Stored data —
==*==

/// Render a frame exactly as the firmware prints it, including CRC and `\r\n`.
pub fn encode_status(frame: &TelemetryFrame) -> String {
    let d = &frame.diagnostics;
    let c = &frame.co2;
    let l = &frame.light;
    let b = |v: bool| u64::from(v);
    let temp = |t: &TemperatureSensorState| {
        vec![
            u64::from(t.crc_errors),
            u64::from(t.disconnects),
            u64::from(t.temperature_x16),
            u64::from(t.update_id),
            u64::from(t.updated_ago_ds),
        ]
    };
    let groups: [(char, Vec<u64>); 6] = [
        (
            'A',
            vec![
                u64::from(d.uptime_ds),
                u64::from(d.debug_overflow),
                u64::from(d.usart_rx_overflow),
                u64::from(d.main_loop_iterations),
                u64::from(d.clock_drift_ds),
                u64::from(d.clock_corrections),
                u64::from(d.clock_ds_since_midnight),
            ],
        ),
        ('B', temp(&frame.aquarium_temperature)),
        ('C', temp(&frame.case_temperature)),
        (
            'D',
            vec![
                u64::from(c.rx_overflow),
                u64::from(c.crc_errors),
                u64::from(c.abc_setups),
                u64::from(c.raw_concentration),
                u64::from(c.clamped_concentration),
                u64::from(c.concentration),
                u64::from(c.temperature),
                u64::from(c.s),
                u64::from(c.u),
                u64::from(c.update_id),
                u64::from(c.updated_ago_ds),
                b(c.valve_open),
                b(c.calculated_day),
                b(c.force_off),
                b(c.required_open),
                u64::from(c.ds_until_can_turn_on),
            ],
        ),
        (
            'E',
            vec![
                b(l.day_on),
                b(l.night_on),
                b(l.day_forced),
                b(l.night_forced),
                u64::from(l.forces),
            ],
        ),
        (
            'F',
            vec![
                u64::from(frame.ph.adc_accum),
                u64::from(frame.ph.adc_samples),
            ],
        ),
    ];

    let mut body = String::with_capacity(160);
    for (id, values) in &groups {
        body.push(' ');
        body.push(*id);
        let joined: Vec<String> = values.iter().map(|v| fmt_hex(*v)).collect();
        body.push_str(&joined.join(","));
    }
    body.push(' ');
    body.push_str(&fmt_hex(u64::from(frame.version)));
    body.push(' ');
    let crc = crc8(body.as_bytes());
    body.push_str(&fmt_hex(u64::from(crc)));
    body.push_str("\r\n");
    body
}

/// Render a debug line.
pub fn encode_debug(bytes: &[u8]) -> String {
    let mut out = String::new();
    for b in bytes {
        out.push('>');
        out.push_str(&fmt_hex(u64::from(*b)));
    }
    out.push_str("\r\n");
    out
}

/// Light override requested by the host.
#[derive(Debug, Clone, Copy, Default, PartialEq, Eq)]
pub enum LightForce {
    #[default]
    NotForced,
    Day,
    Night,
}

impl LightForce {
    pub fn code(self) -> u8 {
        match self {
            LightForce::NotForced => 0,
            LightForce::Day => 1,
            LightForce::Night => 2,
        }
    }

    pub fn from_code(code: u8) -> Option<Self> {
        match code {
            0 => Some(LightForce::NotForced),
            1 => Some(LightForce::Day),
            2 => Some(LightForce::Night),
            _ => None,
        }
    }
}

/// One host-to-device command.
#[derive(Debug, Clone, Copy, PartialEq, Eq)]
pub enum Command {
    ForceCo2Off,
    RequiredCo2Valve(bool),
    Light(LightForce),
    /// Least significant byte of deciseconds since midnight.
    Clock0(u8),
    Clock1(u8),
    /// Most significant byte; the device applies the clock when it arrives.
    Clock2(u8),
}

impl Command {
    pub fn code(&self) -> char {
        match self {
            Command::ForceCo2Off => 'F',
            Command::RequiredCo2Valve(_) => 'G',
            Command::Light(_) => 'L',
            Command::Clock0(_) => 'A',
            Command::Clock1(_) => 'B',
            Command::Clock2(_) => 'C',
        }
    }

    pub fn arg(&self) -> u8 {
        match *self {
            Command::ForceCo2Off => 0,
            Command::RequiredCo2Valve(open) => u8::from(open),
            Command::Light(force) => force.code(),
            Command::Clock0(v) | Command::Clock1(v) | Command::Clock2(v) => v,
        }
    }

    pub fn from_parts(code: u8, arg: u8) -> Option<Self> {
        match code {
            b'F' => Some(Command::ForceCo2Off),
            b'G' => Some(Command::RequiredCo2Valve(arg != 0)),
            b'L' => LightForce::from_code(arg).map(Command::Light),
            b'A' => Some(Command::Clock0(arg)),
            b'B' => Some(Command::Clock1(arg)),
            b'C' => Some(Command::Clock2(arg)),
            _ => None,
        }
    }

    /// `<` code arg code arg `>`; the doubled pair lets the device reject line noise.
    pub fn encode(&self) -> String {
        let (c, a) = (self.code(), self.arg());
        format!("<{c}{a}{c}{a}>")
    }
}

/// Clock sync sequence for `ds` deciseconds since midnight, most significant byte last.
pub fn clock_commands(ds: u32) -> [Command; 3] {
    let [b0, b1, b2, _] = ds.to_le_bytes();
    [
        Command::Clock0(b0),
        Command::Clock1(b1),
        Command::Clock2(b2),
    ]
}

/// Device-side command reader: accumulates bytes and yields complete commands,
/// resynchronising on the next `<` after any grammar violation.
#[derive(Debug, Default)]
pub struct CommandParser {
    buf: Vec<u8>,
}

impl CommandParser {
    pub fn new() -> Self {
        Self::default()
    }

    pub fn feed(&mut self, bytes: &[u8]) -> Vec<Command> {
        self.buf.extend_from_slice(bytes);
        let mut out = Vec::new();
        loop {
            let Some(start) = self.buf.iter().position(|&b| b == b'<') else {
                self.buf.clear();
                break;
            };
            self.buf.drain(..start);
            // Restart from a later '<' if one shows up before the closing '>'.
            let close = self.buf.iter().position(|&b| b == b'>');
            let reopen = self.buf.iter().skip(1).position(|&b| b == b'<').map(|p| p + 1);
            match (close, reopen) {
                (_, Some(r)) if close.is_none_or(|c| r < c) => {
                    self.buf.drain(..r);
                }
                (Some(c), _) => {
                    if let Some(cmd) = parse_command(&self.buf[1..c]) {
                        out.push(cmd);
                    }
                    self.buf.drain(..=c);
                }
                (None, _) => {
                    if self.buf.len() > MAX_COMMAND_LEN {
                        self.buf.drain(..1);
                        continue;
                    }
                    break;
                }
            }
        }
        out
    }
}

fn parse_arg(s: &[u8]) -> Option<(u8, &[u8])> {
    let digits = s.iter().take(3).take_while(|b| b.is_ascii_digit()).count();
    if digits == 0 {
        return Some((0, s));
    }
    let mut v: u16 = 0;
    for &d in &s[..digits] {
        v = v * 10 + u16::from(d - b'0');
    }
    let v = u8::try_from(v).ok()?;
    Some((v, &s[digits..]))
}

fn parse_command(inner: &[u8]) -> Option<Command> {
    let (&code, rest) = inner.split_first()?;
    if !code.is_ascii_uppercase() {
        return None;
    }
    let (arg1, rest) = parse_arg(rest)?;
    let (&code2, rest) = rest.split_first()?;
    if code2 != code {
        return None;
    }
    let (arg2, rest) = parse_arg(rest)?;
    if !rest.is_empty() || arg1 != arg2 {
        return None;
    }
    Command::from_parts(code, arg1)
}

==*==

WORK REQUIRED — From the lines above, copy those that contain the word "digits".

SOLUTION TO THIS TASK —
    let digits = s.iter().take(3).take_while(|b| b.is_ascii_digit()).count();
    if digits == 0 {
    for &d in &s[..digits] {
    Some((v, &s[digits..]))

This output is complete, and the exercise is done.